A Espanha pode irritar pela forma de jogar e pela escassez de gols, segundo Arnaldo Ribeiro no programa Posse de Bola, do Canal UOL. Em discussão sobre a Copa do Mundo 2026, ele aponta o time como difícil de vencer, mesmo quando não agrada.

Ribeiro afirma que a Espanha, sem Yamal, é um desafio para equipes agressivas.

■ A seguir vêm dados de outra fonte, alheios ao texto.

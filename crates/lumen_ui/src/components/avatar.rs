//! Avatar
//!
//! Shows an image when one loads, otherwise the initials of `name`, and
//! finally a generic person glyph.

use lumen_core::{el, event_types, px, Color, Element, State};
use lumen_theme::Palette;

use super::image::{ImageLoad, ImageStatus};
use super::shared::{self, class, modifier, part, svg_icon, ComponentSize};
use crate::context::{BuildContext, Child, ElementBuilder};

const PERSON_PATH: &str = "M12 12c2.21 0 4-1.79 4-4s-1.79-4-4-4-4 1.79-4 4 1.79 4 4 4zm0 2c-2.67 0-8 1.34-8 4v2h16v-2c0-2.66-5.33-4-8-4z";

#[derive(Clone, Copy, Debug, Default, PartialEq, Eq)]
pub enum AvatarVariant {
    #[default]
    Circular,
    Rounded,
    Square,
}

impl AvatarVariant {
    pub fn as_str(self) -> &'static str {
        match self {
            AvatarVariant::Circular => "circular",
            AvatarVariant::Rounded => "rounded",
            AvatarVariant::Square => "square",
        }
    }
}

/// Up to two uppercase initials from a display name
pub fn initials(name: &str) -> String {
    name.split_whitespace()
        .filter_map(|word| word.chars().next())
        .take(2)
        .flat_map(char::to_uppercase)
        .collect()
}

fn diameter(size: ComponentSize) -> f32 {
    match size {
        ComponentSize::Small => 32.0,
        ComponentSize::Medium => 40.0,
        ComponentSize::Large => 56.0,
    }
}

#[derive(Clone, Default)]
pub struct Avatar {
    id: Option<String>,
    src: Option<String>,
    alt: Option<String>,
    name: Option<String>,
    content: Option<Child>,
    variant: AvatarVariant,
    size: ComponentSize,
    color: Option<Palette>,
}

impl Avatar {
    pub fn new() -> Self {
        Self::default()
    }

    /// Element id; keys the image load state
    pub fn id(mut self, id: impl Into<String>) -> Self {
        self.id = Some(id.into());
        self
    }

    pub fn src(mut self, src: impl Into<String>) -> Self {
        self.src = Some(src.into());
        self
    }

    pub fn alt(mut self, alt: impl Into<String>) -> Self {
        self.alt = Some(alt.into());
        self
    }

    /// Display name used for initials and the default alt text
    pub fn name(mut self, name: impl Into<String>) -> Self {
        self.name = Some(name.into());
        self
    }

    /// Custom content instead of initials
    pub fn child(mut self, content: impl Into<Child>) -> Self {
        self.content = Some(content.into());
        self
    }

    pub fn variant(mut self, variant: AvatarVariant) -> Self {
        self.variant = variant;
        self
    }

    pub fn size(mut self, size: ComponentSize) -> Self {
        self.size = size;
        self
    }

    /// Background palette for the fallback content
    pub fn color(mut self, color: Palette) -> Self {
        self.color = Some(color);
        self
    }

    fn load_state(&self, src: &str, cx: &BuildContext) -> State<ImageLoad> {
        let fresh = || ImageLoad::new(src, None);
        let state = match &self.id {
            Some(id) => cx.use_state_keyed(&format!("avatar:{id}"), fresh),
            None => State::new(fresh()),
        };
        state.update(|load| {
            if !load.tracks(src, None) {
                *load = fresh();
            }
            load.start();
        });
        state
    }
}

impl ElementBuilder for Avatar {
    fn build(&self, cx: &BuildContext) -> Element {
        let theme = cx.theme();
        let size = diameter(self.size);
        let radius = match self.variant {
            AvatarVariant::Circular => "50%".to_string(),
            AvatarVariant::Rounded => px(shared::radius(&theme, "md")),
            AvatarVariant::Square => "0".to_string(),
        };
        let alt = self.alt.clone().or_else(|| self.name.clone()).unwrap_or_default();

        let root = el("div")
            .class(class("avatar"))
            .class(modifier("avatar", self.variant.as_str()))
            .class(modifier("avatar", self.size.as_str()))
            .attr_opt("id", self.id.clone())
            .style("position", "relative")
            .style("display", "inline-flex")
            .style("align-items", "center")
            .style("justify-content", "center")
            .style("flex-shrink", "0")
            .style("overflow", "hidden")
            .style("width", px(size))
            .style("height", px(size))
            .style("border-radius", radius)
            .style("font-size", px(size * 0.45))
            .style("line-height", "1")
            .style("user-select", "none");

        if let Some(src) = self.src.as_deref().filter(|src| !src.is_empty()) {
            let state = self.load_state(src, cx);
            if state.with(|load| load.status()) != ImageStatus::Error {
                let on_load = state.clone();
                let on_error = state;
                return root.child(
                    el("img")
                        .class(part("avatar", "img"))
                        .attr("src", src)
                        .attr("alt", alt)
                        .style("width", "100%")
                        .style("height", "100%")
                        .style("object-fit", "cover")
                        .on(event_types::LOAD, move |_| on_load.update(ImageLoad::loaded))
                        .on(event_types::ERROR, move |_| {
                            on_error.update(|load| {
                                load.failed();
                            })
                        }),
                );
            }
        }

        let background = match self.color {
            Some(palette) => shared::palette(&theme, palette, "main"),
            None => shared::color(&theme, "grey.400"),
        };
        let foreground = match self.color {
            Some(palette) => shared::palette(&theme, palette, "contrastText"),
            None => Color::WHITE,
        };
        let root = root
            .class(part("avatar", "fallback"))
            .style("background-color", background.to_css())
            .style("color", foreground.to_css());

        match (&self.content, self.name.as_deref().map(initials)) {
            (Some(content), _) => root.child(content.build(cx)),
            (None, Some(letters)) if !letters.is_empty() => {
                root.attr("role", "img").attr("aria-label", alt).child(letters)
            }
            _ => root.child(svg_icon(PERSON_PATH, size * 0.75)),
        }
    }
}

pub fn avatar() -> Avatar {
    Avatar::new()
}

#[cfg(test)]
mod tests {
    use super::*;
    use lumen_core::Event;
    use lumen_theme::Theme;

    fn cx() -> BuildContext {
        BuildContext::new().with_theme(Theme::light())
    }

    #[test]
    fn test_initials() {
        assert_eq!(initials("ada lovelace"), "AL");
        assert_eq!(initials("  Grace  Brewster Hopper "), "GB");
        assert_eq!(initials("x"), "X");
        assert_eq!(initials(""), "");
    }

    #[test]
    fn test_falls_back_to_initials_on_error() {
        let cx = cx();
        let av = avatar().id("me").src("me.png").name("Ada Lovelace");
        let el = av.build(&cx);
        el.find_by_class("lumen-avatar__img").unwrap().dispatch(&Event::error());

        let el = av.build(&cx);
        assert!(el.find_by_class("lumen-avatar__img").is_none());
        assert_eq!(el.text_content(), "AL");
        assert_eq!(el.get_attr("aria-label"), Some("Ada Lovelace"));
    }

    #[test]
    fn test_glyph_without_name() {
        let el = avatar().variant(AvatarVariant::Square).build(&cx());
        assert!(el.find(|e| e.tag() == "svg").is_some());
        assert_eq!(el.style_value("border-radius"), Some("0"));
    }
}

O comentarista destaca que o conjunto, apesar da qualidade individual, tende a reduzir o ritmo dos jogos e a emocionar menos as partidas.

Para ele, Pedri é destaque isolado, mas o peso do grupo faz a seleção parecer menos expressive. Em contraste, Ribeiro cita a França como exemplo de elenco que assume riscos e joga de forma mais aberta.

Análise: França versus Espanha

A França é vista pelo comentarista como equipa que deixa espaços e busca vantagens rápidas, mantendo sempre atitude ofensiva. Mesmo assim, o conjunto pode sofrer com falhas de encaixe entre jogadores que atuam no mesmo setor.

Walter Casagrande diverge, defendendo que a alternância entre Dembélé e Olise ajuda a enganar a marcação e fortalece o banco de reservas. A percepção do ex-jogador é de que o ataque francês tem funcionamento estratégico.